Im Gegensatz dazu wird der Bitcoin-Preis bei etwa 69.000 $ gehandelt. Dies zeigt, dass Miner im Durchschnitt 19.000 $ pro BTC, den sie produzieren, verlieren, und mit einer negativen Marge von etwa 21% arbeiten.
Der Kostendruck resultiert nicht nur aus fallenden Preisen, sondern auch aus steigenden Energiekosten. Geopolitische Spannungen im Nahen Osten, insbesondere Entwicklungen rund um den Iran, haben die Ölpreise über 100 $ getrieben und die Stromkosten erhöht. Da etwa 8-10% der globalen Hashrate in dieser Region empfindlich auf die Energiemärkte reagiert, wirken sich steigende Energiepreise direkt auf die Mining-Operationen aus. Die erhebliche Schließung der Straße von Hormuz für den kommerziellen Verkehr und die harten Aussagen von US-Präsident Donald Trump gegen den Iran haben die Marktentwicklung weiter verunsichert.
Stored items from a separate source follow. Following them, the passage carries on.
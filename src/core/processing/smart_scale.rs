use image::RgbImage;
use tracing::{debug, info, warn};

use crate::core::params::SmartScaleConfig;
use crate::core::processing::locate::try_locate_luma;
use crate::core::processing::padding::check_canvas;
use crate::core::processing::resize::{resize_rgb_image, scaled_dimensions};
use crate::types::{BoundingBox, ScaleDecision};

#[inline]
fn margin(side: u32, fraction: f64) -> i64 {
    ((side as f64 * fraction).round() as i64).max(1)
}

/// Decide how much to enlarge an image so the object in `bbox` fills the
/// frame minus a margin on every side. A missing or empty box means the
/// whole image is the object.
pub fn decide_scale(
    cols: u32,
    rows: u32,
    bbox: Option<BoundingBox>,
    config: &SmartScaleConfig,
) -> ScaleDecision {
    let bbox = bbox
        .filter(|b| !b.is_degenerate())
        .unwrap_or_else(|| BoundingBox::full(cols, rows));

    let margin_w = margin(cols, config.margin_fraction);
    let margin_h = margin(rows, config.margin_fraction);
    let avail_w = (cols as i64 - 2 * margin_w).max(1) as f64;
    let avail_h = (rows as i64 - 2 * margin_h).max(1) as f64;

    let scale_w = if bbox.width > 0 {
        avail_w / bbox.width as f64
    } else {
        1.0
    };
    let scale_h = if bbox.height > 0 {
        avail_h / bbox.height as f64
    } else {
        1.0
    };
    let scale = scale_w.min(scale_h).min(config.max_scale);

    debug!(
        "Smart scale: object {} in {}x{}, available {}x{}, scale={:.3}",
        bbox, cols, rows, avail_w, avail_h, scale
    );

    // Never shrink, whatever the config says
    if scale > config.trigger.max(1.0) {
        ScaleDecision::Upscale(scale)
    } else {
        ScaleDecision::Keep
    }
}

/// Locate the main object and enlarge the whole image when it is small.
/// A failed resize is logged and the image is returned unchanged.
pub fn smart_scale(image: RgbImage, config: &SmartScaleConfig) -> (RgbImage, ScaleDecision) {
    let (cols, rows) = image.dimensions();
    let bbox = try_locate_luma(&image::imageops::grayscale(&image));

    match decide_scale(cols, rows, bbox, config) {
        ScaleDecision::Keep => (image, ScaleDecision::Keep),
        ScaleDecision::Upscale(scale) => {
            let (new_cols, new_rows) = scaled_dimensions(cols, rows, scale);
            if let Err(e) = check_canvas(new_cols as f64, new_rows as f64) {
                warn!("Smart scale skipped: {}", e);
                return (image, ScaleDecision::Keep);
            }
            match resize_rgb_image(&image, new_cols, new_rows) {
                Ok(scaled) => {
                    info!("Smart scale x{:.2}: {}x{} -> {}x{}", scale, cols, rows, new_cols, new_rows);
                    (scaled, ScaleDecision::Upscale(scale))
                }
                Err(e) => {
                    warn!("Smart scale skipped: {}", e);
                    (image, ScaleDecision::Keep)
                }
            }
        }
    }
}

#[cfg(test)]
mod tests {
    use super::*;
    use image::Rgb;

    fn bbox(x: u32, y: u32, width: u32, height: u32) -> Option<BoundingBox> {
        Some(BoundingBox {
            x,
            y,
            width,
            height,
        })
    }

    #[test]
    fn small_object_is_capped_at_max_scale() {
        let d = decide_scale(100, 100, bbox(40, 40, 20, 20), &SmartScaleConfig::default());
        assert_eq!(d, ScaleDecision::Upscale(3.0));
    }

    #[test]
    fn tiny_artifact_never_exceeds_cap() {
        let d = decide_scale(1000, 800, bbox(500, 400, 1, 1), &SmartScaleConfig::default());
        assert_eq!(d.factor(), 3.0);
    }

    #[test]
    fn moderate_object_below_trigger_is_kept() {
        // avail 80, object 70 -> 1.14
        let d = decide_scale(100, 100, bbox(15, 15, 70, 70), &SmartScaleConfig::default());
        assert_eq!(d, ScaleDecision::Keep);
    }

    #[test]
    fn exactly_at_trigger_is_kept() {
        // avail 96, object 80 -> 1.2
        let d = decide_scale(120, 120, bbox(20, 20, 80, 80), &SmartScaleConfig::default());
        assert_eq!(d, ScaleDecision::Keep);
    }

    #[test]
    fn uses_the_tighter_axis() {
        // avail 160x80: 160/40 = 4, 80/40 = 2
        let d = decide_scale(200, 100, bbox(80, 30, 40, 40), &SmartScaleConfig::default());
        assert_eq!(d, ScaleDecision::Upscale(2.0));
    }

    #[test]
    fn missing_box_means_whole_image() {
        let d = decide_scale(100, 100, None, &SmartScaleConfig::default());
        assert_eq!(d, ScaleDecision::Keep);
        let d = decide_scale(100, 100, bbox(0, 0, 0, 10), &SmartScaleConfig::default());
        assert_eq!(d, ScaleDecision::Keep);
    }

    #[test]
    fn configurable_thresholds() {
        let config = SmartScaleConfig::new(0.0, 1.0, 10.0).unwrap();
        // margin floors at 1 px: avail 98 / 20
        let d = decide_scale(100, 100, bbox(40, 40, 20, 20), &config);
        assert_eq!(d, ScaleDecision::Upscale(98.0 / 20.0));
    }

    #[test]
    fn tiny_images_keep_positive_available_space() {
        let d = decide_scale(2, 2, bbox(0, 0, 1, 1), &SmartScaleConfig::default());
        assert_eq!(d, ScaleDecision::Keep);
    }

    #[test]
    fn smart_scale_enlarges_small_subject() {
        let mut img = RgbImage::from_pixel(100, 100, Rgb([255, 255, 255]));
        for y in 40..60 {
            for x in 40..60 {
                img.put_pixel(x, y, Rgb([0, 0, 0]));
            }
        }
        let (out, decision) = smart_scale(img, &SmartScaleConfig::default());
        assert_eq!(decision, ScaleDecision::Upscale(3.0));
        assert_eq!(out.dimensions(), (300, 300));
    }

    #[test]
    fn smart_scale_leaves_white_image_alone() {
        let img = RgbImage::from_pixel(50, 40, Rgb([255, 255, 255]));
        let (out, decision) = smart_scale(img.clone(), &SmartScaleConfig::default());
        assert_eq!(decision, ScaleDecision::Keep);
        assert_eq!(out, img);
    }

    #[test]
    fn hand_built_shrinking_config_still_keeps_the_image() {
        let config = SmartScaleConfig {
            margin_fraction: 0.1,
            trigger: 0.1,
            max_scale: 0.5,
        };
        let d = decide_scale(100, 100, bbox(40, 40, 20, 20), &config);
        assert_eq!(d, ScaleDecision::Keep);
        assert!(d.factor() >= 1.0);
    }

    #[test]
    fn enlargement_past_canvas_budget_is_skipped() {
        let config = SmartScaleConfig::new(0.1, 1.2, 1e6).unwrap();
        let mut img = RgbImage::from_pixel(1000, 1000, Rgb([255, 255, 255]));
        for y in 500..503 {
            for x in 500..503 {
                img.put_pixel(x, y, Rgb([0, 0, 0]));
            }
        }
        let (out, decision) = smart_scale(img, &config);
        assert_eq!(decision, ScaleDecision::Keep);
        assert_eq!(out.dimensions(), (1000, 1000));
    }
}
Netzwerkinformationen bestätigen ebenfalls diesen Druck. Die Schwierigkeit des Bitcoin-Minings ist in der letzten Anpassung um 7,76 % gesunken und beträgt nun 133,79 Billionen, was den zweiten größten Rückgang im Jahr 2026 markiert. Im Vergleich zum Jahresbeginn liegt die Schwierigkeit etwa 10 % niedriger und bleibt deutlich unter dem Höchststand von 155 Billionen, der im November 2025 erreicht wurde. In demselben Zeitraum fiel die Hashrate auf etwa 920 EH/s, während die durchschnittliche Blockproduktionszeit auf 12 Minuten und 36 Sekunden anstieg, was auf eine Verlangsamung des Netzwerks hinweist.